Enfatiza que essa programação deve ser entendida como um mero referencial, como contribuição da área de Matemática, em termos de embasamento conceitual, desenvolvimento de habilidades e construção e apropriação de estratégias, para a ampliação do universo cultural do aluno e de sua capacidade de interpretação e transformação da realidade. Ressalta, ainda, que essa contribuição não tem características de pré-requisitos, mas, indica possibilidades para a participação da Matemática no desenvolvimento dos grandes eixos temáticos, construídos pelos professores, a partir do perfil e das demandas dos alunos e, naturalmente, pela ideologia que rege a prática pedagógica para o ensino de Suplência de Betim, esses sim, identificados com a Proposta Curricular da Suplência de Betim.

Reorganizada pela assessora da área a partir da escolha feita junto com os professores de Matemática de Betim, a lista contempla os conteúdos cuja contribuição para o desenvolvimento do projeto político pedagógico da Suplência de Betim pareceu mais relevante. A intenção é atender à demanda dos professores por um referencial mínimo que oriente seu trabalho Não há sugestão de seqüenciamento e nem de distribuição por séries.
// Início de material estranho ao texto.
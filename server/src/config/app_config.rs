//! Runtime application configuration loaded from environment variables.

/// Default request body cap for uploads.
pub const DEFAULT_MAX_UPLOAD_BYTES: usize = 20 * 1024 * 1024;

/// Runtime configuration, fixed for the lifetime of the process.
#[derive(Debug, Clone, PartialEq, Eq)]
pub struct AppConfig {
    pub host: String,
    pub port: u16,
    pub max_upload_bytes: usize,
}

impl Default for AppConfig {
    fn default() -> Self {
        Self {
            host: "0.0.0.0".into(),
            port: 8000,
            max_upload_bytes: DEFAULT_MAX_UPLOAD_BYTES,
        }
    }
}

impl AppConfig {
    /// Load configuration from process environment variables.
    pub fn load() -> Self {
        Self::from_lookup(|key| std::env::var(key).ok())
    }

    /// Build configuration from an arbitrary key lookup.
    ///
    /// Missing keys keep their defaults; unparseable values are logged and
    /// ignored.
    pub fn from_lookup(lookup: impl Fn(&str) -> Option<String>) -> Self {
        let defaults = Self::default();

        let host = lookup("SERVER_HOST")
            .map(|v| v.trim().to_string())
            .filter(|v| !v.is_empty())
            .unwrap_or(defaults.host);

        Self {
            host,
            port: parse_or("SERVER_PORT", lookup("SERVER_PORT"), defaults.port),
            max_upload_bytes: parse_or(
                "MAX_UPLOAD_BYTES",
                lookup("MAX_UPLOAD_BYTES"),
                defaults.max_upload_bytes,
            ),
        }
    }

    /// Address string passed to the TCP listener.
    pub fn bind_addr(&self) -> String {
        format!("{}:{}", self.host, self.port)
    }
}

fn parse_or<T: std::str::FromStr + Copy>(key: &str, raw: Option<String>, default: T) -> T {
    let Some(raw) = raw else {
        return default;
    };
    match raw.trim().parse::<T>() {
        Ok(v) => v,
        Err(_) => {
            tracing::warn!(key, value = %raw, "Invalid config value, using default");
            default
        }
    }
}

#[cfg(test)]
mod tests {
    use super::*;
    use std::collections::HashMap;

    fn lookup_from(pairs: &[(&str, &str)]) -> impl Fn(&str) -> Option<String> {
        let map: HashMap<String, String> = pairs
            .iter()
            .map(|(k, v)| (k.to_string(), v.to_string()))
            .collect();
        move |key| map.get(key).cloned()
    }

    #[test]
    fn empty_environment_uses_defaults() {
        let config = AppConfig::from_lookup(lookup_from(&[]));
        assert_eq!(config, AppConfig::default());
        assert_eq!(config.bind_addr(), "0.0.0.0:8000");
    }

    #[test]
    fn environment_overrides_defaults() {
        let config = AppConfig::from_lookup(lookup_from(&[
            ("SERVER_HOST", "127.0.0.1"),
            ("SERVER_PORT", "9001"),
            ("MAX_UPLOAD_BYTES", "1024"),
        ]));
        assert_eq!(config.host, "127.0.0.1");
        assert_eq!(config.port, 9001);
        assert_eq!(config.max_upload_bytes, 1024);
        assert_eq!(config.bind_addr(), "127.0.0.1:9001");
    }

    #[test]
    fn invalid_values_fall_back() {
        let config = AppConfig::from_lookup(lookup_from(&[
            ("SERVER_HOST", "   "),
            ("SERVER_PORT", "not-a-port"),
            ("MAX_UPLOAD_BYTES", "-5"),
        ]));
        assert_eq!(config, AppConfig::default());
    }

    #[test]
    fn values_are_trimmed() {
        let config = AppConfig::from_lookup(lookup_from(&[("SERVER_PORT", " 8081 ")]));
        assert_eq!(config.port, 8081);
    }
}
Tais questões ou outras que surgirem deverão passar pela análise das demandas que emergirem na prática pedagógica.

Nas reflexões finais, o documento pondera que ainda falta investir muito nas peculiaridades da Educação Matemática de Jovens e Adultos, até porque são poucas as referências de trabalhos dessa natureza e nesse nível de escolaridade nas quais se possa fundamentar ou com as quais se possa confrontar.

A definição de uma programação referencial em termos de conteúdos e habilidades a desenvolver revela o quanto ainda é o conteúdo a referência para os professores num trabalho de Educação, particularmente de Educação Matemática. No entanto, é preciso avançar na reflexão por uma via, e não há nenhum pecado em fazê-la avançar pela discussão dos conteúdos, desde que os sujeitos envolvidos estejam honestamente interessados em fazê-la avançar e sinceramente dispostos a rever suas práticas e transformá-las.

Os elaboradores explicitam:

Ficou, entretanto, clara a fragilidade do nosso conhecimento e a superficialidade da nossa reflexão sobre a Matemática elementar. Todos sabemos, por certo, operar com aqueles elementos que compõem o programa de Matemática, mas nos sentimos pouco à vontade para interpretá-los, falar de sua intencionalidade, sua utilidade e sua conexão com outros saberes. Isso nos reportou à questão das deficiências na formação do professor de Matemática, especialmente na falta de oportunidades para retomar os conceitos e procedimentos que serão objeto do ensino nos cursos Fundamental e Médio, deitando sobre eles um olhar que nos permita enxergá-los como componentes de um corpo de conhecimento, mas com toda uma história de inserções e descolamentos da realidade. Isso aponta ainda para a necessidade de um processo contínuo de formação de professores em serviço, em que, a partir dos dados e demandas da prática pedagógica, possamos nos aprofundar num conhecimento um pouco mais global e substancial dos conteúdos matemáticos, do ensino da Matemática e da contribuição deles na Educação de Jovens e Adultos (BETIM, 1996, p.71).